*** Opening of Provided records ***
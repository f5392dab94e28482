// SPDX-License-Identifier: BUSL-1.1
// Copyright (c) 2026 Alfred Jean LLC

//! Anti-starvation aging specs.

use crate::prelude::*;
use hub_core::{AGING_CAP, AGING_THRESHOLD_MS};

/// A held TRIGGER job gains +10 per tick once past the threshold and
/// stops exactly at the cap (30 → 40 → 50 → 60 → 65).
#[tokio::test]
async fn trigger_job_ages_up_to_the_cap() {
    let (engine, clock) = memory_engine_with_clock().await;
    let id = engine.enqueue_execution(execution_from(JobSource::Trigger)).await.unwrap();

    clock.advance_ms(AGING_THRESHOLD_MS + 1);
    for expected in [40, 50, 60, 65, 65, 65] {
        engine.store().age_pending_executions(engine.now_ms()).await.unwrap();
        let row = engine.store().execution(&id).await.unwrap().unwrap();
        assert_eq!(row.priority, expected);
        assert_eq!(row.base_priority, 30);
    }
}

/// The background loop does the same lifting on its own.
#[tokio::test]
async fn aging_loop_lifts_a_starving_job() {
    let (engine, clock) = memory_engine_with_clock().await;
    let id = engine.enqueue_execution(execution_from(JobSource::Trigger)).await.unwrap();
    clock.advance_ms(AGING_THRESHOLD_MS + 1);

    let shutdown = CancellationToken::new();
    let handle = tokio::spawn(hub_engine::run_aging(
        engine.clone(),
        Duration::from_millis(10),
        shutdown.clone(),
    ));

    tokio::time::timeout(SPEC_WAIT_MAX, async {
        loop {
            let row = engine.store().execution(&id).await.unwrap().unwrap();
            if row.priority == AGING_CAP {
                break;
            }
            tokio::time::sleep(Duration::from_millis(10)).await;
        }
    })
    .await
    .unwrap();

    // Extra ticks never push past the cap.
    tokio::time::sleep(Duration::from_millis(50)).await;
    let row = engine.store().execution(&id).await.unwrap().unwrap();
    assert_eq!(row.priority, AGING_CAP);

    shutdown.cancel();
    handle.await.unwrap();
}

/// An aged job overtakes fresher INTERNAL_NODE work but still yields to
/// MANUAL_RUN: the cap sits strictly between the two bases.
#[tokio::test]
async fn aged_trigger_outranks_internal_but_not_manual() {
    let (engine, clock) = memory_engine_with_clock().await;
    let old_trigger = engine.enqueue_execution(execution_from(JobSource::Trigger)).await.unwrap();

    clock.advance_ms(AGING_THRESHOLD_MS + 1);
    for _ in 0..4 {
        engine.store().age_pending_executions(engine.now_ms()).await.unwrap();
    }
    let internal = engine.enqueue_execution(execution_from(JobSource::InternalNode)).await.unwrap();
    let manual = engine.enqueue_execution(execution_from(JobSource::ManualRun)).await.unwrap();

    let mut order = Vec::new();
    while let Some(row) =
        engine.store().lease_next_execution(engine.now_ms(), 600_000).await.unwrap()
    {
        order.push(row.execution_id);
    }
    assert_eq!(order, vec![manual, old_trigger, internal]);
}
*** Close of Provided records ***
[Work item]
Which lines run from the one containing "let mut order = Vec::new();" to the final line of the entries? Return those lines exactly, and only those.

[Solution for this task]
    let mut order = Vec::new();
    while let Some(row) =
        engine.store().lease_next_execution(engine.now_ms(), 600_000).await.unwrap()
    {
        order.push(row.execution_id);
    }
    assert_eq!(order, vec![manual, old_trigger, internal]);
}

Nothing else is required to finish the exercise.